Arthur Roose


Arthur Roose (pseudonym Ärni Raudoja, 15 August 1903 – 19 March 1929) was a prose writer, critic and translator.

Roose was born in Tartu into a working-class family and studied at Hugo Treffner Gymnasium, which he had to quit in 1921 due to weakened health. He began to send news reports, reviews and anniversary articles to newspapers and worked as a critic, writer and translator in Tartu.

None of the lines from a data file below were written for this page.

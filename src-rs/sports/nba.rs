//! NBA tools: daily schedule and injuries, game summaries, seasonal
//! statistics and the team list.

use std::sync::Arc;
use std::time::Duration;

use async_trait::async_trait;
use chrono::NaiveDate;
use serde::{Deserialize, Serialize};
use serde_json::Value;

use super::cache::ResponseCache;
use super::client::{arg_i64, arg_id, arg_str, fetch_cached, League, SportsFeed};
use super::types::{summarize_games, GameSummary, TeamRef};
use crate::error::{ClientError, ToolError};
use crate::tools::{InputSchema, ParamKind, ToolAdapter, ToolDefinition, ToolRegistry};

pub const DAILY_SCHEDULE: &str = "get_daily_schedule";
pub const DAILY_INJURIES: &str = "get_daily_injuries";
pub const GAME_SUMMARY: &str = "get_game_summary";
pub const SEASONAL_STATS: &str = "get_seasonal_stats";
pub const TEAMS_LIST: &str = "get_teams_list";

const SCHEDULE_TTL: Duration = Duration::from_secs(12 * 3600);
const TEAMS_TTL: Duration = Duration::from_secs(24 * 3600);

/// Result of `get_daily_schedule`; `games[].id` feeds `get_game_summary`.
#[derive(Clone, Debug, Serialize, Deserialize)]
pub struct DailySchedule {
    pub date: String,
    pub games: Vec<GameSummary>,
}

#[derive(Clone, Debug, PartialEq, Serialize, Deserialize)]
pub struct InjuredPlayer {
    pub full_name: String,
    pub position: Option<String>,
    pub status: Option<String>,
    pub description: Option<String>,
    pub comment: Option<String>,
}

#[derive(Clone, Debug, PartialEq, Serialize, Deserialize)]
pub struct TeamInjuries {
    pub name: String,
    pub alias: Option<String>,
    pub players: Vec<InjuredPlayer>,
}

#[derive(Clone, Debug, Serialize, Deserialize)]
pub struct InjuryReport {
    pub date: String,
    pub teams: Vec<TeamInjuries>,
}

/// Validated calendar date from the `year`/`month`/`day` arguments.
pub fn date_from_args(args: &Value) -> Result<NaiveDate, ClientError> {
    let year = arg_i64(args, "year")?;
    let month = arg_i64(args, "month")?;
    let day = arg_i64(args, "day")?;
    let date = i32::try_from(year)
        .ok()
        .zip(u32::try_from(month).ok())
        .zip(u32::try_from(day).ok())
        .and_then(|((y, m), d)| NaiveDate::from_ymd_opt(y, m, d));
    date.ok_or_else(|| ClientError::InvalidRequest(format!("not a calendar date: {}-{}-{}", year, month, day)))
}

fn date_path(date: NaiveDate) -> String {
    date.format("%Y/%m/%d").to_string()
}

pub fn summarize_injuries(date: NaiveDate, raw: &Value) -> InjuryReport {
    let teams = raw
        .get("teams")
        .and_then(|v| v.as_array())
        .map(|teams| teams.iter().filter_map(team_injuries).collect())
        .unwrap_or_default();
    InjuryReport {
        date: date.to_string(),
        teams,
    }
}

fn team_injuries(team: &Value) -> Option<TeamInjuries> {
    let text = |v: &Value, key: &str| v.get(key).and_then(|s| s.as_str()).map(|s| s.to_string());
    let players = team
        .get("players")
        .and_then(|v| v.as_array())
        .map(|players| {
            players
                .iter()
                .filter_map(|player| {
                    let latest = player.pointer("/injuries/0").unwrap_or(&Value::Null);
                    Some(InjuredPlayer {
                        full_name: text(player, "full_name")?,
                        position: text(player, "position"),
                        status: text(latest, "status"),
                        description: text(latest, "desc"),
                        comment: text(latest, "comment"),
                    })
                })
                .collect()
        })
        .unwrap_or_default();
    Some(TeamInjuries {
        name: text(team, "name")?,
        alias: text(team, "alias"),
        players,
    })
}

#[derive(Clone, Copy, Debug)]
enum NbaOp {
    DailySchedule,
    DailyInjuries,
    GameSummary,
    SeasonalStats,
    TeamsList,
}

struct NbaTool {
    op: NbaOp,
    feed: Arc<dyn SportsFeed>,
    cache: Arc<ResponseCache>,
}

#[async_trait]
impl ToolAdapter for NbaTool {
    async fn call(&self, args: &Value) -> Result<Value, ClientError> {
        let payload = match self.op {
            NbaOp::DailySchedule => {
                let date = date_from_args(args)?;
                let endpoint = format!("games/{}/schedule.json", date_path(date));
                let raw = fetch_cached(self.feed.as_ref(), &self.cache, League::Nba, &endpoint, SCHEDULE_TTL).await?;
                serde_json::to_value(DailySchedule {
                    date: date.to_string(),
                    games: summarize_games(raw.get("games")),
                })
            }
            NbaOp::DailyInjuries => {
                let date = date_from_args(args)?;
                let endpoint = format!("league/{}/daily_injuries.json", date_path(date));
                let raw = self.feed.fetch(&endpoint).await?;
                serde_json::to_value(summarize_injuries(date, &raw))
            }
            NbaOp::GameSummary => {
                let id = arg_id(args, "game_id")?;
                return self.feed.fetch(&format!("games/{}/summary.json", id)).await;
            }
            NbaOp::SeasonalStats => {
                let year = arg_i64(args, "season_year")?;
                let season_type = arg_str(args, "season_type")?.to_uppercase();
                let team_id = arg_id(args, "team_id")?;
                let endpoint = format!("seasons/{}/{}/teams/{}/statistics.json", year, season_type, team_id);
                return self.feed.fetch(&endpoint).await;
            }
            NbaOp::TeamsList => {
                let raw = fetch_cached(self.feed.as_ref(), &self.cache, League::Nba, "league/teams.json", TEAMS_TTL).await?;
                let teams: Vec<TeamRef> = raw
                    .get("teams")
                    .and_then(|v| v.as_array())
                    .map(|teams| teams.iter().filter_map(TeamRef::from_value).collect())
                    .unwrap_or_default();
                Ok(serde_json::json!({ "teams": teams }))
            }
        };
        payload.map_err(|err| ClientError::Decode(err.to_string()))
    }
}

fn date_schema() -> InputSchema {
    InputSchema::new()
        .required("year", ParamKind::Integer { min: 1946, max: 2100 }, "Year, e.g. 2024.")
        .required("month", ParamKind::Integer { min: 1, max: 12 }, "Month number, 1-12.")
        .required("day", ParamKind::Integer { min: 1, max: 31 }, "Day of month, 1-31.")
        .calendar_date("year", "month", "day")
}

pub fn register(registry: &ToolRegistry, feed: Arc<dyn SportsFeed>, cache: Arc<ResponseCache>) -> Result<(), ToolError> {
    let tools = [
        (
            NbaOp::DailySchedule,
            ToolDefinition::new(
                DAILY_SCHEDULE,
                "Fetches the NBA schedule for a date. Returns game ids required by get_game_summary. Injuries for the same date are fetched automatically.",
                date_schema(),
            ),
        ),
        (
            NbaOp::DailyInjuries,
            ToolDefinition::new(DAILY_INJURIES, "Fetches the NBA injury report for a date.", date_schema()),
        ),
        (
            NbaOp::GameSummary,
            ToolDefinition::new(
                GAME_SUMMARY,
                "Fetches the summary of one NBA game: scores, team stats and players.",
                InputSchema::new().required("game_id", ParamKind::Identifier, "Game id from get_daily_schedule."),
            ),
        ),
        (
            NbaOp::SeasonalStats,
            ToolDefinition::new(
                SEASONAL_STATS,
                "Fetches team and player seasonal statistics for an NBA team.",
                InputSchema::new()
                    .required("season_year", ParamKind::Integer { min: 1946, max: 2100 }, "Season start year, e.g. 2024.")
                    .required(
                        "season_type",
                        ParamKind::Choice(vec!["REG".to_string(), "PRE".to_string(), "PST".to_string()]),
                        "REG, PRE or PST.",
                    )
                    .required("team_id", ParamKind::Identifier, "Team id from get_teams_list."),
            ),
        ),
        (
            NbaOp::TeamsList,
            ToolDefinition::new(TEAMS_LIST, "Lists all NBA teams with names, aliases and ids.", InputSchema::new()),
        ),
    ];
    for (op, definition) in tools {
        registry.register(
            definition,
            Arc::new(NbaTool {
                op,
                feed: feed.clone(),
                cache: cache.clone(),
            }),
        )?;
    }
    Ok(())
}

Arthur Roose belonged to the generation of active young critics of the 1920s. He was a very prolific reviewer. From 1923, his reviews and research articles on literary history (for example, about Eduard Vilde and Eduard Bornhöhe) were published, in addition to daily newspapers, in the journals Eesti Kirjandus and Looming. Arthur Roose’s future plans were related to writing of fiction. In the 1920s, he managed to publish the short story Valimise lehed (‘Election Sheets’, 1923, in the magazine Agu) about contradictory world views in a working-class family and the novel Võhrupesa (‘Rat Nest’, 1927). In the novel written in an ironic style, one can sense the influences of symbolism and existentialism. In 1924–1925 and 1928, Roose stayed with relatives in Poland to learn the language. In 1928, he began to manifest mental disorders. Early in 1929, he was taken to the Tartu Neurology Clinic where he caught pneumonia and died a few days later.

Roose mainly translated the prose of the Polish Nobel laureate Władysław Reymont.

L. P. (Translated by I. A.)


Books in Estonian

Novels
Wõhrupesa. Tartu: Noor-Eesti, 1927. 276 lk.